Here I offer two opposite observations: (1) Heidegger poses a radical and controversial challenge to philosophers by calling them to do without God in an unfettered pursuit of the question of being (through his "destruction of onto-theology" and his espousal of the metaphysic of non-being1); and, (2) this exclusion nonetheless leaves room for a form of philosophical reflection upon the religious, and the discourse concerning—not the God of philosophers as such, but—for a notion of divinity in the experience of beings as beings, i.e. in a phenomenological mode (exemplified most clearly in Heidegger's 1920/21 lectures on the phenomenology of religious life). This is congruent with Existentialism's attempt to find this ground from within the human being as the contextual whole through which a world appears.

Whether we pigeonhole Heidegger (less so Jaspers) on the side of theistic or atheistic existentialism, they share this much in common: a rejection of the God of Western metaphysics, the one we project anthropomorphically to meet our need to organize the world.

Heidegger's Letter on Humanism (1946) invites us to reconsider the divine in light of an ontological difference between Being and beings. Both Jaspers and Heidegger take their theological cues from the standpoint of the unknown God (Jaspers coined this cipher) where God necessarily remains hidden, a self-concealing source for all appearances. For this an ecstatic quest for the concept of "God" in the description of human existence, and more generally our experience of presence and absence, is argued for. And this is a contrast to the approach that pivots our experience on tragedy, absurdity, meaningless, Angst; though we might add: the quest may begin here but need not end here. "The poet or mythmaker supplies us with the earliest responses to wonder by describing the essences as deities." Textual history of a few non-Western traditions might underscore that better.

The other day we saw that process occurring with the myth and unsettling cipher of Tama in early Japanese religious history, and I cited the 10th mandala of RigVeda (see p. 20 above). Aristotle points toonly to rejectthe same, Manichean mythologies. Likewise Plato, who is more sympathetic: hence Nichols' astute remark (p. 40 above):

We must still hold Plato and Aristotle responsible for the ways in which they send the western tradition down the path of the God of metaphysics. But they deserve credit all the same for retaining a sense of self-concealment that mirrors the primordial religious experience. They recognize that beings have a way of hiding, camouflaged by their everyday appearances, until such time as their mysteriousness once again renews itself for us.

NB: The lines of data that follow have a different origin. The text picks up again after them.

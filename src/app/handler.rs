//! Event handling and state transition logic.
//!
//! This module implements the core event handler that processes user input
//! and data mutations, translating them into state changes and action
//! sequences. It serves as the primary control flow coordinator for the
//! engine.
//!
//! # Architecture
//!
//! The handler follows a unidirectional data flow pattern:
//! 1. Events arrive from the embedding host
//! 2. [`handle_event`] pattern-matches the event type
//! 3. State mutations occur via the store, index, filter, and cursor
//! 4. Actions are collected and returned for execution
//!
//! Query edits take a buffered lane: [`Event::QueryEdited`] only arms a
//! timer via [`Action::ScheduleFilter`], and the matching [`Event::Tick`]
//! applies the edit once the quiet window elapsed. Every other event acts
//! immediately.
//!
//! # Event Types
//!
//! Events fall into several categories:
//! - **Query**: `QueryEdited`, `Tick`, `ResetQuery`
//! - **Navigation**: `NextItem`, `PrevItem`, `Activate`, `Digit`
//! - **Data**: `SubmitItem`, `RemoveItem`, `ImportSubmitted`, `ExportRequested`
//! - **Appearance**: `ToggleTheme`
//!
//! # Example
//!
//! ```no_run
//! use fluxline::app::{handle_event, AppState, Event};
//! use fluxline::storage::JsonStore;
//! use fluxline::ui::motion::MotionStyle;
//! use std::path::Path;
//!
//! let store = JsonStore::open(Path::new("./fluxline-data"));
//! let mut state = AppState::new(Box::new(store), MotionStyle::random());
//! let (redraw, actions) = handle_event(&mut state, &Event::NextItem)?;
//! assert!(redraw);
//! assert!(actions.is_empty());
//! # Ok::<(), fluxline::FluxlineError>(())
//! ```

use crate::app::filter::FilterOutcome;
use crate::app::{Action, AppState};
use crate::domain::error::Result;
use crate::domain::item::ItemDraft;
use crate::storage::{export_payload, parse_import, EXPORT_FILE_NAME};
use std::time::Instant;

/// Events triggered by user input or data mutations.
///
/// Each event represents a discrete occurrence that may cause state changes
/// and action emissions. The event handler processes these sequentially,
/// ensuring deterministic state transitions.
#[derive(Debug, Clone, PartialEq, Eq)]
pub enum Event {
    /// Reports the current content of the search field.
    ///
    /// Buffered rather than applied: the handler returns a
    /// [`Action::ScheduleFilter`] deadline and expects a [`Event::Tick`]
    /// once the timer fires.
    QueryEdited {
        /// Full text of the search field after the edit.
        query: String,
        /// When the edit happened.
        at: Instant,
    },

    /// Reports that a previously scheduled filter timer fired.
    Tick {
        /// When the timer fired.
        at: Instant,
    },

    /// Clears the query and shows the full constellation immediately.
    ResetQuery,

    /// Moves the active marker forward through the visible subset (wraps).
    NextItem,

    /// Moves the active marker backward through the visible subset (wraps).
    PrevItem,

    /// Opens the item the active marker resolves to.
    Activate,

    /// Opens the n-th visible item directly via its digit badge.
    Digit(u8),

    /// Submits a new item from the add form.
    SubmitItem(ItemDraft),

    /// Removes the item with the given identifier.
    RemoveItem {
        /// Identifier of the item to remove.
        id: String,
    },

    /// Submits raw import text to replace the whole item list.
    ImportSubmitted {
        /// Raw JSON payload as pasted or read from a chosen file.
        payload: String,
    },

    /// Requests a downloadable export of the current item list.
    ExportRequested,

    /// Flips the color scheme between light and dark.
    ToggleTheme,
}

/// Processes an event, mutates application state, and returns actions to execute.
///
/// This is the primary event handler that coordinates all state transitions
/// and side effects. It pattern-matches on event types, mutates state, and
/// collects actions to be executed by the embedding host.
///
/// # Returns
///
/// A redraw flag plus a vector of actions to execute in sequence. The flag
/// is `false` when the scene could not have changed (a buffered edit, a
/// stale tick, an activation with no eligible target).
///
/// # Errors
///
/// Currently infallible in practice: rejected imports and failed exports are
/// logged and swallowed so one bad payload cannot take the session down. The
/// `Result` stays in the signature for mutations that may grow failure modes.
///
/// # Tracing
///
/// Each call creates a debug-level span with the event type for debugging.
#[allow(clippy::too_many_lines)]
pub fn handle_event(state: &mut AppState, event: &Event) -> Result<(bool, Vec<Action>)> {
    let _span = tracing::debug_span!("handle_event", event_type = ?event).entered();

    match event {
        Event::QueryEdited { query, at } => {
            let deadline = state.filter.queue_edit(query.clone(), *at);
            Ok((false, vec![Action::ScheduleFilter { deadline }]))
        }
        Event::Tick { at } => {
            match state
                .filter
                .apply_pending(state.store.items(), &state.index, *at)
            {
                Some(outcome) => {
                    align_selection(state, &outcome);
                    Ok((true, vec![]))
                }
                None => {
                    tracing::trace!("tick without a due edit");
                    Ok((false, vec![]))
                }
            }
        }
        Event::ResetQuery => {
            tracing::debug!("query reset");
            let outcome = state.filter.reset(state.store.items(), &state.index);
            align_selection(state, &outcome);
            Ok((true, vec![]))
        }
        Event::NextItem => {
            state.nav.next(state.filter.visible_count());
            Ok((true, vec![]))
        }
        Event::PrevItem => {
            state.nav.prev(state.filter.visible_count());
            Ok((true, vec![]))
        }
        Event::Activate => {
            let Some(item) = state.nav.activation_target(state.filter.visible()) else {
                tracing::debug!("activation with no eligible item");
                return Ok((false, vec![]));
            };

            tracing::debug!(item_id = %item.id, url = %item.url, "item activated");
            Ok((false, vec![Action::OpenUrl {
                url: item.url.clone(),
            }]))
        }
        Event::Digit(digit) => {
            let Some(item) = state.nav.digit_target(state.filter.visible(), *digit) else {
                tracing::debug!(digit = *digit, "digit outside the hotkey range");
                return Ok((false, vec![]));
            };

            tracing::debug!(item_id = %item.id, digit = *digit, "item activated by digit");
            Ok((false, vec![Action::OpenUrl {
                url: item.url.clone(),
            }]))
        }
        Event::SubmitItem(draft) => {
            tracing::debug!(name = %draft.name, "item submitted");

            let items = state.store.add(draft.clone());
            state.index.rebuild(items);

            let outcome = state.filter.refresh(state.store.items(), &state.index, true);
            align_selection(state, &outcome);
            Ok((true, vec![]))
        }
        Event::RemoveItem { id } => {
            tracing::debug!(item_id = %id, "item removal requested");

            let items = state.store.remove(id);
            state.index.rebuild(items);

            let outcome = state.filter.refresh(state.store.items(), &state.index, false);
            align_selection(state, &outcome);
            Ok((true, vec![]))
        }
        Event::ImportSubmitted { payload } => match parse_import(payload) {
            Ok(imported) => {
                tracing::debug!(item_count = imported.len(), "import accepted");

                let items = state.store.replace_all(imported);
                state.index.rebuild(items);

                let outcome = state.filter.refresh(state.store.items(), &state.index, true);
                align_selection(state, &outcome);
                Ok((true, vec![]))
            }
            Err(error) => {
                tracing::error!(%error, "import rejected, keeping current items");
                Ok((false, vec![]))
            }
        },
        Event::ExportRequested => match export_payload(state.store.items()) {
            Ok(payload) => {
                tracing::debug!(bytes = payload.len(), "export prepared");
                Ok((false, vec![Action::ExportReady {
                    file_name: EXPORT_FILE_NAME.to_string(),
                    payload,
                }]))
            }
            Err(error) => {
                tracing::error!(%error, "export failed");
                Ok((false, vec![]))
            }
        },
        Event::ToggleTheme => {
            let theme = state.store.theme().toggled();
            tracing::debug!(theme = %theme.as_str(), "theme toggled");
            state.store.set_theme(theme);
            Ok((true, vec![]))
        }
    }
}

/// Snaps the active marker to the first visible item after a filter pass.
///
/// An empty subset leaves the cursor untouched, matching the rule that the
/// marker only moves when there is something to mark.
fn align_selection(state: &mut AppState, outcome: &FilterOutcome) {
    if !outcome.visible.is_empty() {
        state.nav.reset();
    }
}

This insight is there also in Paul's sermon at the Areopagus where, Stoics in attendance, he associates the gospel with the Athenians' altar to the unknown god.2 Think of the "Unknown God" in Dinonysius of Aeropagite, and apophatically hidden in the sermons of the early Church fathers, right to the Trinitarian vision and Byzantinian theology.

What I take as a highlight from the section on Jaspers is the insight that "at the root of existentialism is a mystery of Being that runs deeper than conventional categories of theism, atheism, or for that matter agnosticism" (see page 40 above), and that the tragic effort to break asunder the bonds of our current meaning structure, and thereby welcome transcendence, amounts to a yearning for deliverance (ABA 42). The time may come for a civilization when tragic knowledge no longer suffices as the ultimate expression of deliverance (ABA 37). This explains why world saviors like Jesus or the Buddha offer messages of universal salvation for humanity.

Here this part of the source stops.